The flaw in the PDF distiller of the BlackBerry attachment service for the BlackBerry
Enterprise Server, could allow a hacker take control of the computer that the
BlackBerry Attachment Service runs on.
Research In Motion (RIM) describes the vulnerability in an advisory:
The vulnerability could allow a malicious individual to
cause buffer overflow errors, leading to a Denial of Service (DoS) condition or possibly arbitrary code execution on the computer that the BlackBerry Attachment Service runs on.
Successful exploitation of this issue requires a malicious individual to persuade a BlackBerry smartphone user to open a specially crafted PDF file on a BlackBerry smartphone that is associated with a user account on a BlackBerry
Enterprise Server. The PDF file may be attached to an email message, or the BlackBerry smartphone user may retrieve it from a web site using the Get Link menu item on the BlackBerry smartphone.
RIM advises administrators to apply the latest patches as outlined in the advisory.
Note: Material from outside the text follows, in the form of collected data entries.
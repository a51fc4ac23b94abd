//! Active room state
//!
//! Represents the one room a session is currently joined to: its listener,
//! join epoch, phase, and live messages held back until history arrives.

use std::collections::VecDeque;
use std::time::Instant;

use crate::message::ChatMessage;
use crate::transport::{Subscription, SubscriptionId};
use crate::types::RoomId;

/// Join progress of the active room
#[derive(Debug, Clone, Copy, PartialEq, Eq)]
pub enum RoomPhase {
    /// Join emitted, history not yet applied; live messages are buffered
    Joining,
    /// History applied, live messages render immediately
    Active,
}

/// Room the session is joined to
///
/// Owns the room listener; dropping the `ActiveRoom` deregisters it.
#[derive(Debug)]
pub struct ActiveRoom {
    /// Room identifier
    pub id: RoomId,
    /// Join attempt counter; async continuations carry the epoch they belong to
    pub epoch: u64,
    /// Current phase
    pub phase: RoomPhase,
    /// Live messages received while joining
    buffered: VecDeque<ChatMessage>,
    /// Room listener
    subscription: Subscription,
    /// Time of the (re)join
    pub joined_at: Instant,
}

impl ActiveRoom {
    /// Create a room in the joining phase
    pub fn new(id: RoomId, epoch: u64, subscription: Subscription) -> Self {
        Self {
            id,
            epoch,
            phase: RoomPhase::Joining,
            buffered: VecDeque::new(),
            subscription,
            joined_at: Instant::now(),
        }
    }

    /// Check if an inbound event came through this room's listener
    pub fn owns(&self, subscription: SubscriptionId) -> bool {
        self.subscription.id() == subscription
    }

    pub fn is_joining(&self) -> bool {
        self.phase == RoomPhase::Joining
    }

    /// Restart the join for a new epoch (reconnect)
    ///
    /// The listener is kept; it lives client-side and survives the socket.
    pub fn restart(&mut self, epoch: u64) {
        self.epoch = epoch;
        self.phase = RoomPhase::Joining;
        self.joined_at = Instant::now();
    }

    /// Hold a live message until history has been applied
    pub fn buffer(&mut self, message: ChatMessage) {
        self.buffered.push_back(message);
    }

    /// Finish joining, handing back buffered live messages in arrival order
    pub fn activate(&mut self) -> Vec<ChatMessage> {
        self.phase = RoomPhase::Active;
        self.buffered.drain(..).collect()
    }

    pub fn buffered_count(&self) -> usize {
        self.buffered.len()
    }
}
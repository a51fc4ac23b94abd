//! Room-scoped real-time chat client library
//!
//! Client side of a room-based chat service: one open room at a time,
//! each inbound message rendered exactly once however it arrives, optimistic
//! sends reconciled against server echoes, and debounced typing indicators.
//!
//! # Features
//! - Deterministic room names for direct chats and communities
//! - Join/leave with listener hygiene (one live listener per session)
//! - De-duplication across history replay, live push and local echo
//! - Optimistic sends with retraction on failure
//! - Typing indicators with debounce and silence expiry
//! - Rejoin on reconnect
//!
//! # Architecture
//! Uses the Actor pattern with `mpsc` channels:
//! - `RoomSession` is the synchronous core; it owns all session state
//! - `SessionDriver` is the actor task that feeds it commands, transport
//!   events, request completions and timer ticks
//! - `WsTransport` carries fire-and-forget signals, `HttpBackend` carries
//!   requests that need an answer
//!
//! # Example
//! ```ignore
//! use std::sync::Arc;
//! use tokio::sync::mpsc;
//! use chat_room_client::*;
//!
//! #[tokio::main]
//! async fn main() {
//!     let config = SessionConfig::default();
//!     let (inbound_tx, inbound_rx) = mpsc::channel(config.inbound_buffer);
//!     let registry = ListenerRegistry::new(inbound_tx);
//!     let transport = WsTransport::spawn("ws://127.0.0.1:8080/ws".into(), registry,
//!         std::time::Duration::from_secs(1), config.command_buffer);
//!     let backend = Arc::new(HttpBackend::new("http://127.0.0.1:8080",
//!         std::time::Duration::from_secs(10)).unwrap());
//!     let (observer, _updates) = ChannelObserver::new();
//!
//!     let session = RoomSession::new(UserId(3), transport, observer, &config);
//!     let (driver, handle) = SessionDriver::new(session, backend, inbound_rx, &config);
//!     tokio::spawn(driver.run());
//!
//!     handle.join_room(RoomId::direct(UserId(3), UserId(7))).await.unwrap();
//!     handle.send_message("hi").await.unwrap();
//! }
//! ```

pub mod backend;
pub mod config;
pub mod connection;
pub mod driver;
pub mod error;
pub mod message;
pub mod observer;
pub mod room;
pub mod session;
pub mod transport;
pub mod types;
pub mod typing;

#[cfg(test)]
mod testing;

// Re-export main types for convenience
pub use backend::{Backend, HttpBackend};
pub use config::{ClientConfig, SessionConfig};
pub use connection::WsTransport;
pub use driver::{SessionCommand, SessionDriver, SessionHandle};
pub use error::{SessionError, TransportError};
pub use message::{ChatMessage, ClientSignal, MessageContent, OutgoingMessage, ServerEvent};
pub use observer::{ChannelObserver, SessionObserver, SessionUpdate};
pub use room::{ActiveRoom, RoomPhase};
pub use session::{Delivery, HistoryRequest, RoomSession, SessionState};
pub use transport::{InboundEvent, ListenerRegistry, Subscription, SubscriptionId, Transport};
pub use types::{CommunityId, DedupKey, MessageId, ProvisionalId, RoomId, UserId};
The following server software is affected:
- BlackBerry Enterprise Server
Express version 5.0.2 for Microsoft Exchange
- BlackBerry Enterprise Server versions 5.0.2, 5.0.1, 5.0.0, 4.1.7 and earlier for Microsoft Exchange
- BlackBerry Enterprise Server versions 5.0.2, 5.0.1, 5.0.0, 4.1.7 and earlier for IBM Lotus Domino
- BlackBerry Enterprise Server versions 5.0.1, 4.1.7 and earlier for Novell
- BlackBerry® Professional Software version 4.1.4 and earlier for Microsoft Exchange and IBM Lotus Domino
While Blackberry smartphones are not affected RIM recommends that users exercise caution when receiving email messages from untrusted sources, and opening files at the direction of untrusted sources.